Dall’Antartide al Monte Canin la lunga storia dei ghiacciai che se ne vanno dal mondo
TRIESTE Tra i due laghi di Fusine un enorme masso consente a chi vi sale in vetta di ammirare contemporaneamente i due specchi d’acqua. È il più grande masso erratico - secondo i geologi - di tutto l’arco alpino ed è stato spostato in quel punto dalla massa del ghiacciaio che scendeva del Monte Mangart e che il cambiamento climatico ha dissolto, fondendolo nel corso dei millenni. Su quel ghiaccio oggi ridotto ai minimi termini a causa dell’innalzamento delle temperatura, decine di alpinisti si sono cimentati già alla fine dell’Ottocento con ramponi e picozze.
Fra essi Julius Kugy, Giacomo Savorgnan di Brazzà, Giovanni Marinelli e Attilio Pecile. Quel masso erratico di 30 mila metri cubi di volume e con una massa di 81 mila tonnellate, testimonia la forza dei ghiacciai che hanno modellato vaste aree del nostro pianeta.
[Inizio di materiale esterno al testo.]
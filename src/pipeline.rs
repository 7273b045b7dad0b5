// === Module Header (agents-tooling) START ===
// header: Parsed by scripts/check_module_headers.sh for purpose/role presence; keep keys on single-line entries.
// purpose: Orchestrate one report run: fetch tasks and commits, then correlate, estimate, classify, aggregate
// role: processing/orchestrator
// inputs: ReportRequest; TaskSource and CommitSource trait objects; IdentifierExtractor; TimeEstimator
// outputs: WorkReport (summary + per-task breakdown)
// side_effects: Whatever the sources do (HTTP, git subprocesses); nothing else
// invariants:
// - repositories are fetched concurrently and all outcomes are collected before correlation starts
// - a task backend failure aborts the run; repository failures become recorded degradations
// - identical fetched inputs give identical WorkReports
// errors: ReportError::TaskBackend for tracker failures
// tie_breakers: contracts > orchestration > correctness > performance > minimal_diffs
// === Module Header END ===

use tracing::{info, warn};

use crate::aggregate::{aggregate, RepositoryActivity};
use crate::classify::classify;
use crate::correlate::correlate;
use crate::error::ReportError;
use crate::estimate::TimeEstimator;
use crate::identifiers::IdentifierExtractor;
use crate::model::{Commit, Degradation, DegradationScope, RepoSpec, Task, TaskReport, WorkReport};
use crate::sources::git::{fetch_repositories, RepositoryFetch};
use crate::sources::{CommitSource, TaskSource};
use crate::window::ReportWindow;

#[derive(Debug, Clone)]
pub struct ReportRequest {
  pub assignee: String,
  /// Identity passed to the commit source (`git log --author`).
  pub author: String,
  pub window: ReportWindow,
  pub repos: Vec<RepoSpec>,
}

pub struct ReportEngine<'a> {
  tasks: &'a dyn TaskSource,
  commits: &'a dyn CommitSource,
  extractor: IdentifierExtractor,
  estimator: TimeEstimator,
}

impl<'a> ReportEngine<'a> {
  pub fn new(tasks: &'a dyn TaskSource, commits: &'a dyn CommitSource, extractor: IdentifierExtractor) -> Self {
    Self { tasks, commits, extractor, estimator: TimeEstimator::default() }
  }

  pub fn with_estimator(mut self, estimator: TimeEstimator) -> Self {
    self.estimator = estimator;
    self
  }

  pub fn run(&self, req: &ReportRequest) -> Result<WorkReport, ReportError> {
    info!(
      assignee = %req.assignee,
      start = %req.window.start(),
      end = %req.window.end(),
      repos = req.repos.len(),
      "generating report"
    );

    let tasks = self.tasks.fetch_tasks(&req.assignee, &req.window).map_err(ReportError::TaskBackend)?;
    info!(count = tasks.len(), "tasks fetched");

    // fan-out, then barrier
    let fetched = fetch_repositories(self.commits, &req.repos, &req.author, &req.window);

    Ok(assemble(&req.assignee, &req.window, tasks, fetched, &self.extractor, &self.estimator))
  }
}

/// The pure half of a run: everything after fetching.
pub fn assemble(
  assignee: &str,
  window: &ReportWindow,
  tasks: Vec<Task>,
  fetched: Vec<RepositoryFetch>,
  extractor: &IdentifierExtractor,
  estimator: &TimeEstimator,
) -> WorkReport {
  let mut degradations = Vec::new();
  for f in &fetched {
    if let Some(reason) = &f.degraded {
      degradations.push(Degradation {
        scope: DegradationScope::Repository,
        subject: f.repo.name.clone(),
        message: format!("access failed, excluded from totals: {}", reason),
      });
    }
  }
  if !fetched.is_empty() && fetched.iter().all(|f| f.degraded.is_some()) {
    warn!("every configured repository failed; report is based on task data only");
  }

  let all_commits: Vec<Commit> = fetched.iter().flat_map(|f| f.commits.iter().cloned()).collect();
  let correlation = correlate(tasks, &all_commits, extractor);

  let activity: Vec<RepositoryActivity> = fetched
    .into_iter()
    .map(|f| {
      let counts = correlation.repositories.get(&f.repo.name).cloned().unwrap_or_default();
      RepositoryActivity { repo: f.repo, linked: counts.linked, unlinked: counts.unlinked, degraded: f.degraded }
    })
    .collect();

  let reports: Vec<TaskReport> = correlation
    .tasks
    .into_iter()
    .map(|(task, commits)| {
      let estimate = estimator.estimate(&task, &commits);
      let category = classify(&task);
      TaskReport { task, commits, estimate, category }
    })
    .collect();

  let summary = aggregate(assignee, window, &reports, &activity, degradations);
  info!(
    tasks = summary.totals.tasks,
    commits = summary.totals.commits,
    hours = summary.totals.hours,
    "report assembled"
  );

  WorkReport { summary, tasks: reports }
}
E ai ghiacciai e al loro ruolo nel disegnare la fisionomia dei territori, lo scrittore e alpinista Enrico Camanni ha dedicato un libro tanto atipico quanto affascinante stampato dall’editore Laterza.
Ha per titolo “Il grande libro del ghiaccio” e nelle sue 370 pagine l’autore sviscera gli innumerevoli aspetti di quello che lui definisce “Il mondo congelato”. Enrico Camanni racconta in trenta capitoli l’epopea dei pionieri dell’esplorazione polare, le vicissitudini dei soldati che vissero durante la Grande Guerra in gallerie e caverne scavate nei ghiacciai delle Alpi, l’enigma della neve, la gelida sfida del Titanic, l’altezzoso transatlantico che i progettisti avevano definito “inaffondabile” e che fu colato a picco da un iceberg, l’invasione dello sci di massa nelle valli alpine, l’assalto alle cime dell’Himalaya, la conquista dell’Antartide, l’entrata in scena della neve artificiale “inventata” dall’uomo per porre rimedio a uno dei tanti danni da lui provocati attraverso il cambiamento climatico legato all’uso dei combustibili fossili.
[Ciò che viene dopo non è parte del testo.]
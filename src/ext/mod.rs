// Extension traits for third-party crates live under `crate::ext`.

pub mod serde_json;
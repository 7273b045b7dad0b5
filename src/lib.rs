//! Work report engine: correlates a contributor's tracker tasks with their git
//! commits over a date range, estimates effort, classifies business impact and
//! aggregates the result for text, Markdown and JSON renderers.

pub mod aggregate;
pub mod classify;
pub mod cli;
pub mod config;
pub mod correlate;
pub mod error;
pub mod estimate;
pub mod ext;
pub mod gitio;
pub mod identifiers;
pub mod model;
pub mod narrative;
pub mod pipeline;
pub mod render;
pub mod sources;
pub mod util;
pub mod window;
La ricerca dell’autore esce dagli usuali schemi letterari e nei capitoli che si susseguono con incalzante determinazione, il ghiaccio, la neve, la brina, la galaverna sono gli assoluti protagonisti di tutte le pagine. Gli uomini appaiono degli esseri fragili che hanno imparato in un primo tempo a temere la forza del ghiaccio; poi si sono adattati a viverci accanto, lottando per essere comunque spesso sconfitti dalla sua enorme forza. Infine questi uomini hanno di recente saputo sfruttarne la presenza, fino a compromettere il futuro dei ghiacciai non solo europei attraverso l’uso sconsiderato dei combustibili e delle plastiche. Devastando foreste, provocando incendi di inusitate dimensioni, roghi immensi come quello australiano in cui le fiamme hanno sacrificato milioni e milioni di animali e di alberi.
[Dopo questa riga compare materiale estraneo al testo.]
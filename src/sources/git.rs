// === Module Header (agents-tooling) START ===
// header: Parsed by scripts/check_module_headers.sh for purpose/role presence; keep keys on single-line entries.
// purpose: Commit source backed by local git work trees, with parallel multi-repository fetch
// role: sources/git
// inputs: RepoSpec list, author filter, ReportWindow, ReportTz, merge/ref toggles
// outputs: Vec<RepositoryFetch> in input order; commits tagged with their repository name
// side_effects: Spawns `git` subprocesses (one per repository, concurrently via rayon)
// invariants:
// - a failing repository never aborts the others; it is returned degraded with zero commits
// - an empty repository (unborn HEAD) yields zero commits and is not degraded
// - commits are kept only when their author date, in the report zone, falls inside the window
// tie_breakers: contracts > orchestration > correctness > performance > minimal_diffs
// === Module Header END ===

use std::collections::HashSet;
use std::path::Path;

use rayon::prelude::*;
use tracing::{debug, warn};

use crate::error::FetchError;
use crate::gitio::{self, LogQuery, RawCommit};
use crate::model::{Commit, Person, RepoSpec};
use crate::sources::CommitSource;
use crate::util::{canonicalize_lossy, short_sha};
use crate::window::{ReportTz, ReportWindow};

#[derive(Clone, Copy, Debug)]
pub struct GitCommitSource {
  pub tz: ReportTz,
  pub include_merges: bool,
  pub all_refs: bool,
}

impl GitCommitSource {
  pub fn new(tz: ReportTz) -> Self {
    Self { tz, include_merges: false, all_refs: false }
  }

  fn to_commit(&self, raw: RawCommit, repo: &RepoSpec) -> Option<Commit> {
    let (date, authored_local) = self.tz.localize(raw.at)?;
    let subject = raw.message.lines().next().unwrap_or("").trim().to_string();
    Some(Commit {
      short_sha: short_sha(&raw.sha),
      sha: raw.sha,
      author: Person { name: raw.author_name, email: raw.author_email },
      timestamp: raw.at,
      date,
      authored_local,
      subject,
      message: raw.message,
      repository: repo.name.clone(),
    })
  }
}

fn unavailable(repo: &RepoSpec, reason: impl Into<String>) -> FetchError {
  FetchError::RepositoryUnavailable { repo: repo.name.clone(), reason: reason.into() }
}

impl CommitSource for GitCommitSource {
  fn fetch_commits(&self, repo: &RepoSpec, author: &str, window: &ReportWindow) -> Result<Vec<Commit>, FetchError> {
    if !Path::new(&repo.path).is_dir() {
      return Err(unavailable(repo, format!("{} is not a directory", repo.path)));
    }
    match gitio::is_work_tree(&repo.path) {
      Ok(true) => {}
      Ok(false) => return Err(unavailable(repo, "not inside a git work tree")),
      Err(e) => return Err(unavailable(repo, format!("{:#}", e))),
    }
    if !gitio::has_head(&repo.path) {
      debug!(repo = %repo.name, "repository has no commits yet");
      return Ok(Vec::new());
    }

    let since = window.git_since();
    let q = LogQuery {
      author,
      since: &since,
      include_merges: self.include_merges,
      all_refs: self.all_refs,
    };
    let raw = gitio::log_commits(&repo.path, &q).map_err(|e| unavailable(repo, format!("{:#}", e)))?;

    let commits: Vec<Commit> = raw
      .into_iter()
      .filter_map(|r| self.to_commit(r, repo))
      .filter(|c| window.contains(c.date))
      .collect();
    debug!(repo = %repo.name, count = commits.len(), "fetched commits");
    Ok(commits)
  }
}

/// Outcome of reading one repository.
#[derive(Debug, Clone)]
pub struct RepositoryFetch {
  pub repo: RepoSpec,
  pub commits: Vec<Commit>,
  pub degraded: Option<String>,
}

/// Fetch every repository concurrently. Output order matches `repos`.
pub fn fetch_repositories<S>(source: &S, repos: &[RepoSpec], author: &str, window: &ReportWindow) -> Vec<RepositoryFetch>
where
  S: CommitSource + ?Sized,
{
  repos
    .par_iter()
    .map(|repo| match source.fetch_commits(repo, author, window) {
      Ok(commits) => RepositoryFetch { repo: repo.clone(), commits, degraded: None },
      Err(e) => {
        warn!(repo = %repo.name, error = %e, "repository skipped");
        RepositoryFetch { repo: repo.clone(), commits: Vec::new(), degraded: Some(e.to_string()) }
      }
    })
    .collect()
}

/// Turn raw `--repos` paths into uniquely named repositories. The name is the
/// directory's base name; on a clash it becomes the canonical path, and then the
/// canonical path with a numeric suffix.
pub fn repo_specs(paths: &[String]) -> Vec<RepoSpec> {
  let mut taken: HashSet<String> = HashSet::new();
  let mut out = Vec::with_capacity(paths.len());
  for raw in paths {
    let abs = canonicalize_lossy(raw);
    let base = Path::new(&abs)
      .file_name()
      .map(|s| s.to_string_lossy().to_string())
      .filter(|s| !s.is_empty())
      .unwrap_or_else(|| abs.clone());

    let name = if !taken.contains(&base) {
      base
    } else if !taken.contains(&abs) {
      abs.clone()
    } else {
      (2..)
        .map(|i| format!("{}-{}", abs, i))
        .find(|candidate| !taken.contains(candidate))
        .unwrap_or_else(|| abs.clone())
    };
    taken.insert(name.clone());
    out.push(RepoSpec { name, path: raw.clone() });
  }
  out
}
"I ghiacciai sono esseri viventi in quanto la loro materia si rinnova con un processo periodico. Il ghiacciaio è un essere organizzato con una testa che è il suo nevaio, con cui bruca la neve e ingoia i frammenti di roccia, testa ben divisa dal resto del corpo dalla crepacciata terminale; poi un enorme ventre in cui si compie la trasformazione della neve in ghiaccio, ventre inciso da profondi crepacci, solchi e canali; e nella sua parte inferiore rigetta, sotto forma di morena, i rifiuti del suo nutrimento”. Questo aveva scritto il filosofo e poeta francese René Daumal nel 1939 nel suo libro incompiuto “Il Monte Analogo” che Enrico Camanni apprezza e cita ampiamente nelle pagine del suo volume. “La vita del ghiacciaio è ritmata dalle stagioni. D’inverno dorme e in primavera si risveglia, con scoppi e scricchiolii”.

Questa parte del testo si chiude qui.